During the three months ended June 30, 2011 and 2010, Quanta granted 67,198 and 53,919 shares of restricted stock under the Plans with a weighted average grant price of $19.90 and $20.86. During the six months ended June 30, 2011 and 2010, Quanta granted 0.9 and 1.1 million shares of restricted stock under the Plans with a weighted average grant price of $22.16 and $19.20. Additionally, during the three months ended June 30, 2011 and 2010, 55,128 and 53,539 shares vested with an approximate fair value at the time of vesting of $1.1 million and $1.1 million. During the six months ended June 30, 2011 and 2010, 0.9 and 0.7 million shares vested with an approximate fair value at the time of vesting of $20.0 million and $13.0 million.
 
As of June 30, 2011, there was approximately $29.0 million of total unrecognized compensation cost related to unvested restricted stock granted to both employees and non-employees. This cost is expected to be recognized over a weighted average period of 2.0 years.
 
Non-Cash Compensation Expense and Related Tax Benefits
 
The amounts of non-cash compensation expense and related tax benefits, as well as the amount of actual tax benefits related to vested restricted stock and options exercised are as follows (in thousands):
 
                                 
    Three Months Ended
    Six Months Ended
 
    June 30,     June 30,  
    2011     2010     2011     2010  
 
Non-cash compensation expense related to restricted stock
  $ 5,953     $ 5,579     $ 11,494     $ 11,400  
Non-cash compensation expense related to stock options
          181             362  
                                 
Total stock-based compensation included in selling, general and administrative expenses
  $ 5,953     $ 5,760     $ 11,494     $ 11,762  
                                 
Actual tax benefit (expense) from vested restricted stock
  $ 484     $ (34 )   $ (1,392 )   $ (1,971 )

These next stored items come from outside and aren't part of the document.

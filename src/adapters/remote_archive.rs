//! Downloads a repository snapshot as a zip archive and unpacks it.

use crate::domain::ports::TemplateFetcher;
use crate::utils::cancel::StopOnDrop;
use crate::utils::error::{FetchErrorKind, Result, ScaffoldError};
use async_trait::async_trait;
use reqwest::{Client, StatusCode};
use std::fs;
use std::io::Cursor;
use std::path::{Component, Path, PathBuf};
use std::sync::atomic::{AtomicBool, Ordering};
use std::time::Duration;
use url::Url;

pub struct RemoteArchiveFetcher {
    client: Client,
    archive_url: Url,
    token: Option<String>,
}

impl RemoteArchiveFetcher {
    pub fn new(archive_url: Url) -> Result<Self> {
        let client = Client::builder()
            .user_agent(concat!(env!("CARGO_PKG_NAME"), "/", env!("CARGO_PKG_VERSION")))
            .connect_timeout(Duration::from_secs(30))
            .build()
            .map_err(|e| ScaffoldError::fetch(FetchErrorKind::Network, e.to_string()))?;

        Ok(Self {
            client,
            archive_url,
            token: None,
        })
    }

    /// Fetcher for a GitHub repository branch, e.g.
    /// `https://github.com/owner/repo` + `master`.
    pub fn for_github(repository: &str, branch: &str) -> Result<Self> {
        Self::new(github_archive_url(repository, branch)?)
    }

    pub fn with_token(mut self, token: Option<String>) -> Self {
        self.token = token.filter(|t| !t.trim().is_empty());
        self
    }

    pub fn archive_url(&self) -> &Url {
        &self.archive_url
    }

    async fn download(&self) -> Result<Vec<u8>> {
        tracing::debug!("Downloading template archive from {}", self.archive_url);

        let mut request = self.client.get(self.archive_url.clone());
        if let Some(token) = &self.token {
            request = request.bearer_auth(token);
        }

        let response = request.send().await.map_err(classify_transport_error)?;
        let status = response.status();
        tracing::debug!("Archive response status: {}", status);

        match status {
            s if s.is_success() => {}
            StatusCode::NOT_FOUND => {
                return Err(ScaffoldError::fetch(
                    FetchErrorKind::NotFound,
                    format!("{} returned 404", self.archive_url),
                ))
            }
            StatusCode::UNAUTHORIZED | StatusCode::FORBIDDEN => {
                return Err(ScaffoldError::fetch(
                    FetchErrorKind::Unauthorized,
                    format!("{} returned {}", self.archive_url, status),
                ))
            }
            s => {
                return Err(ScaffoldError::fetch(
                    FetchErrorKind::Network,
                    format!("{} returned {}", self.archive_url, s),
                ))
            }
        }

        let bytes = response.bytes().await.map_err(classify_transport_error)?;
        Ok(bytes.to_vec())
    }
}

#[async_trait]
impl TemplateFetcher for RemoteArchiveFetcher {
    async fn fetch(&self, into: &Path) -> Result<()> {
        let data = self.download().await?;
        tracing::debug!("Downloaded {} bytes, extracting", data.len());

        // 解壓縮在 blocking 執行緒上跑，逾時或取消時透過 guard 通知停止
        let guard = StopOnDrop::new();
        let stop = guard.flag();
        let target = into.to_path_buf();
        let extracted =
            tokio::task::spawn_blocking(move || extract_archive_until(&data, &target, &stop))
                .await
                .map_err(|e| archive_error(format!("extraction task failed: {}", e)))??;
        drop(guard);
        tracing::debug!("Extracted {} files into {}", extracted, into.display());
        Ok(())
    }

    fn describe(&self) -> String {
        self.archive_url.to_string()
    }
}

pub fn github_archive_url(repository: &str, branch: &str) -> Result<Url> {
    let trimmed = repository.trim_end_matches('/').trim_end_matches(".git");
    let url = format!("{}/archive/refs/heads/{}.zip", trimmed, branch);
    Url::parse(&url).map_err(|e| ScaffoldError::ConfigValidation {
        field: "template.repository".to_string(),
        value: repository.to_string(),
        reason: format!("Invalid URL format: {}", e),
    })
}

fn classify_transport_error(err: reqwest::Error) -> ScaffoldError {
    let kind = if err.is_timeout() {
        FetchErrorKind::Timeout
    } else {
        FetchErrorKind::Network
    };
    ScaffoldError::fetch(kind, err.to_string())
}

fn archive_error(message: impl Into<String>) -> ScaffoldError {
    ScaffoldError::fetch(FetchErrorKind::Archive, message)
}

/// Unpacks `data` into `into` and returns the number of files written.
///
/// A single directory wrapping every entry (as in GitHub snapshots) is
/// stripped. Entries whose names would escape `into` are rejected.
pub fn extract_archive(data: &[u8], into: &Path) -> Result<usize> {
    extract_archive_until(data, into, &AtomicBool::new(false))
}

/// Like [`extract_archive`], but gives up with `Cancelled` once `stop` is raised.
pub fn extract_archive_until(data: &[u8], into: &Path, stop: &AtomicBool) -> Result<usize> {
    let mut archive = zip::ZipArchive::new(Cursor::new(data))
        .map_err(|e| archive_error(format!("cannot open archive: {}", e)))?;

    let mut names = Vec::with_capacity(archive.len());
    for i in 0..archive.len() {
        let file = archive
            .by_index(i)
            .map_err(|e| archive_error(format!("cannot read entry {}: {}", i, e)))?;
        let name = file
            .enclosed_name()
            .ok_or_else(|| archive_error(format!("unsafe entry path '{}'", file.name())))?;
        names.push(name);
    }

    if names.is_empty() {
        return Err(archive_error("archive is empty"));
    }

    let wrapper = common_wrapper(&names);
    let mut written = 0;

    for (i, name) in names.iter().enumerate() {
        if stop.load(Ordering::SeqCst) {
            return Err(ScaffoldError::fetch(
                FetchErrorKind::Cancelled,
                format!("extraction stopped after {} files", written),
            ));
        }
        let relative = match &wrapper {
            Some(prefix) => name.strip_prefix(prefix).unwrap_or(name),
            None => name.as_path(),
        };
        if relative.as_os_str().is_empty() {
            continue;
        }
        let dest = into.join(relative);

        let mut file = archive
            .by_index(i)
            .map_err(|e| archive_error(format!("cannot read entry {}: {}", i, e)))?;

        if file.is_dir() {
            fs::create_dir_all(&dest).map_err(ScaffoldError::io_at(&dest))?;
            continue;
        }

        if let Some(parent) = dest.parent() {
            fs::create_dir_all(parent).map_err(ScaffoldError::io_at(parent))?;
        }
        let mut out = fs::File::create(&dest).map_err(ScaffoldError::io_at(&dest))?;
        std::io::copy(&mut file, &mut out)
            .map_err(|e| archive_error(format!("cannot extract {}: {}", name.display(), e)))?;

        // 保留可執行權限（例如 gradlew）
        #[cfg(unix)]
        {
            use std::os::unix::fs::PermissionsExt;
            if let Some(mode) = file.unix_mode() {
                fs::set_permissions(&dest, fs::Permissions::from_mode(mode & 0o777))
                    .map_err(ScaffoldError::io_at(&dest))?;
            }
        }

        written += 1;
    }

    Ok(written)
}

fn common_wrapper(names: &[PathBuf]) -> Option<PathBuf> {
    let first = match names[0].components().next()? {
        Component::Normal(part) => PathBuf::from(part),
        _ => return None,
    };

    let all_wrapped = names.iter().all(|name| name.starts_with(&first));
    let has_nested = names.iter().any(|name| name.components().count() > 1);
    (all_wrapped && has_nested).then_some(first)
}

#[cfg(test)]
mod tests {
    use super::*;
    use std::io::Write;
    use tempfile::TempDir;
    use zip::write::{SimpleFileOptions, ZipWriter};

    fn build_zip(entries: &[(&str, &str)]) -> Vec<u8> {
        let mut zip = ZipWriter::new(Cursor::new(Vec::new()));
        for (name, contents) in entries {
            if name.ends_with('/') {
                zip.add_directory(*name, SimpleFileOptions::default()).unwrap();
            } else {
                zip.start_file(*name, SimpleFileOptions::default().unix_permissions(0o755))
                    .unwrap();
                zip.write_all(contents.as_bytes()).unwrap();
            }
        }
        zip.finish().unwrap().into_inner()
    }

    #[test]
    fn test_github_archive_url() {
        let url = github_archive_url("https://github.com/owner/repo.git", "master").unwrap();
        assert_eq!(
            url.as_str(),
            "https://github.com/owner/repo/archive/refs/heads/master.zip"
        );
        assert!(github_archive_url("not a url", "master").is_err());
    }

    #[test]
    fn test_extract_stops_once_flag_raised() {
        let data = build_zip(&[
            ("repo-master/gradle-boilerplate/build.gradle", "group 'wx.csba'"),
            ("repo-master/gradle-boilerplate/gradlew", "#!/bin/sh"),
        ]);
        let temp = TempDir::new().unwrap();

        let err = extract_archive_until(&data, temp.path(), &AtomicBool::new(true)).unwrap_err();

        assert!(matches!(
            err,
            ScaffoldError::Fetch {
                kind: FetchErrorKind::Cancelled,
                ..
            }
        ));
        assert_eq!(fs::read_dir(temp.path()).unwrap().count(), 0);
    }

    #[test]
    fn test_extract_strips_single_wrapper_directory() {
        let data = build_zip(&[
            ("repo-master/", ""),
            ("repo-master/gradle-boilerplate/", ""),
            ("repo-master/gradle-boilerplate/gradlew", "#!/bin/sh"),
            ("repo-master/README.md", "readme"),
        ]);
        let temp = TempDir::new().unwrap();

        let written = extract_archive(&data, temp.path()).unwrap();

        assert_eq!(written, 2);
        assert!(temp.path().join("gradle-boilerplate/gradlew").exists());
        assert!(temp.path().join("README.md").exists());
        assert!(!temp.path().join("repo-master").exists());

        #[cfg(unix)]
        {
            use std::os::unix::fs::PermissionsExt;
            let mode = fs::metadata(temp.path().join("gradle-boilerplate/gradlew"))
                .unwrap()
                .permissions()
                .mode();
            assert_eq!(mode & 0o111, 0o111);
        }
    }

    #[test]
    fn test_extract_keeps_layout_without_wrapper() {
        let data = build_zip(&[("a.txt", "a"), ("dir/b.txt", "b")]);
        let temp = TempDir::new().unwrap();

        extract_archive(&data, temp.path()).unwrap();

        assert!(temp.path().join("a.txt").exists());
        assert!(temp.path().join("dir/b.txt").exists());
    }

    #[test]
    fn test_garbage_is_an_archive_error() {
        let temp = TempDir::new().unwrap();
        let err = extract_archive(b"definitely not a zip", temp.path()).unwrap_err();
        assert!(matches!(
            err,
            ScaffoldError::Fetch {
                kind: FetchErrorKind::Archive,
                ..
            }
        ));
    }
}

Actual tax benefit (expense) from options exercised
    (10 )     16       (100 )     (16 )
                                 
Actual tax benefit (expense) related to stock-based compensation expense
    474       (18 )     (1,492 )     (1,987 )
Income tax benefit related to non-cash compensation expense
    2,322       2,246       4,483       4,587  
                                 
Total tax benefit related to stock-based compensation expense
  $ 2,796     $ 2,228     $ 2,991     $ 2,600  
                                 
 
Restricted Stock Units
 
The 2011 Plan provides for the award of restricted stock units (RSUs) to employees, directors and certain consultants and advisors of Quanta. In addition, the Restricted Stock Unit Plan (the RSU Plan) adopted by Quanta in 2010 provides for the award of RSUs to certain employees and consultants of Quanta’s Canadian operations. RSUs are intended to provide cash performance incentives that are substantially equivalent to the risks and rewards of equity ownership in Quanta by providing the participants with rights to receive a cash bonus that is determined by reference to Quanta’s common stock price. The number of RSUs awarded to grantees is determined based on the dollar amount of the grant and the closing price on the date of grant of a share of Quanta common stock. The RSUs vest over a designated period, typically three years, and are subject to forfeiture under certain conditions, primarily termination of service. Upon vesting of RSU’s, the holders receive a cash bonus equal to the number of RSUs vested multiplied by Quanta’s common stock price on the vesting date.
 
Compensation expense related to RSUs was $0.2 million for both the three months ended June 30, 2011 and 2010 and $0.5 million and $0.2 million for the six months ended June 30, 2011 and 2010. Such expense is recorded in selling, general and administrative expenses. As the RSUs are settled only in cash, they are not included in the calculation of earnings per share and the estimated earned value of the RSUs is classified as a liability. Liabilities recorded under the RSUs were $0.6 million and $0.2 million at June 30, 2011 and December 31, 2010.